Akzentuierte Probleme

Anderseits ist die Arbeitslosigkeit ist bei Ausländerinnen und Ausländern mehr als doppelt so hoch wie bei Einheimischen. Städtische Schulen kämpfen mit hohen Anteilen von fremdsprachigen, schlecht integrierten und unterstützten Kindern. Und von Zeit zu Zeit machen ausländische Jugendliche Schlagzeilen, weil sie drohen oder dreinschlagen. Der Anteil der Verurteilten an der erwachsenen Bevölkerung ist bei der nichtschweizerischen doppelt so hoch wie bei der schweizerischen Bevölkerung (0,6 gegenüber 0,3 Prozent). Vor diesem Hintergrund stellt Gnesa die Schlüsselfrage: „Wie viel Zuwanderung braucht und verkraftet die Schweiz?“

Laut dem obersten Migrationsbeamten der Eidgenossenschaft hilft „das Verteufeln alles Ausländischen ebenso wenig weiter wie das fröhliche Lobpreisen einer ‚Multikulti‘-Gesellschaft“. Die Grenzen zu schliessen führe nicht zum Ziel; es gäbe nur mehr illegale Einwanderer. „Die Schweizer Wirtschaft wäre nach kurzer Zeit nicht mehr konkurrenzfähig, das Sozialsystem überfordert.“ Anderseits würde ein ungebremster Strom von Zuwanderern den sozialen Frieden im Kleinstaat Schweiz gefährden.

Drei Eckpfeiler

Eine „durchsetzbare Migrationspolitik“ baut laut Gnesa auf die drei Werte Prosperität (Erhaltung des Wohlstands und der Altersvorsorge durch genügend ausländische Arbeitskräfte), Solidarität (Einhaltung humanitärer Verpflichtungen, Familiennachzug) und Sicherheit (Integration der Eingewanderten, Bekämpfung von Missbräuchen). Die Schweiz brauche eine „gelenkte Zuwanderung“, welche „flexibel auf wirtschaftliche und gesellschaftliche Bedingungen Rücksicht“ nimmt.

Nach dem Jahr 2007 gilt für Personen aus den EU- und EFTA-Ländern der freie Personenverkehr. Menschen von ausserhalb dieses Raums müssen eine berufliche Qualifikation nachweisen, um eine Aufenthaltsbewilligung zu erhalten.

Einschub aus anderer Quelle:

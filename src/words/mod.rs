/*
 * SPDX-FileCopyrightText: 2025 Doublets contributors
 *
 * SPDX-License-Identifier: Apache-2.0 OR LGPL-2.1-or-later
 */

//! Word lists and their word-ladder graphs.
//!
//! Words are read from text files by [`read_words`], and turned into an
//! undirected graph by [`find_pairs`]: two words are adjacent if they have
//! the same length and differ in exactly one letter.
//!
//! # Examples
//! ```
//! use doublets::words::*;
//! use doublets::traits::RandomAccessGraph;
//!
//! let mut stats = ReadStats::default();
//! let words = read_words_from("cold cord, card; WARD warm cold".as_bytes(), WordLength::Any, &mut stats)?;
//! assert_eq!(words, ["card", "cold", "cord", "ward", "warm"]);
//!
//! let graph = find_pairs(&words)?;
//! assert_eq!(graph.successors(0), &[2, 3]);
//! # Ok::<(), doublets::Error>(())
//! ```

mod pairs;
pub use pairs::*;

mod read;
pub use read::*;

/// The maximum length of a word, in characters.
pub const WIDEST: usize = 20;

Gegen Legalisierung aller Sans-Papiers

Gnesa kritisiert die Ausländerpolitik der siebziger und achtziger Jahre, als „viele wenig qualifizierte Arbeitskräfte als Saisonniers rekrutiert“ wurden. Auch ihre Familien leben seither in der Schweiz; „die langfristigen sozialen und gesellschaftlichen Folgen und deren Kosten liess man schlicht ausser acht“.

Die Forderung, den Aufenthalt aller illegal anwesender und hier arbeitender Ausländerinnen und Ausländer zu legalisieren, lehnt Gnesa ab. „Eine solche Aktion zugunsten der sogenannten Sans-Papiers - dies belegen Beispiele aus den Nachbarländern - hätte Signalwirkung für weitere illegal einreisende Arbeitskräfte, womit sich die Problematik verschärfen statt entschärfen würde.“ Der Bund ist nur in Härtefällen bereit, „Menschen, die seit längerer Zeit in der Schweiz arbeiten und sich integriert haben, nachträglich eine Bewilligung zu erteilen“.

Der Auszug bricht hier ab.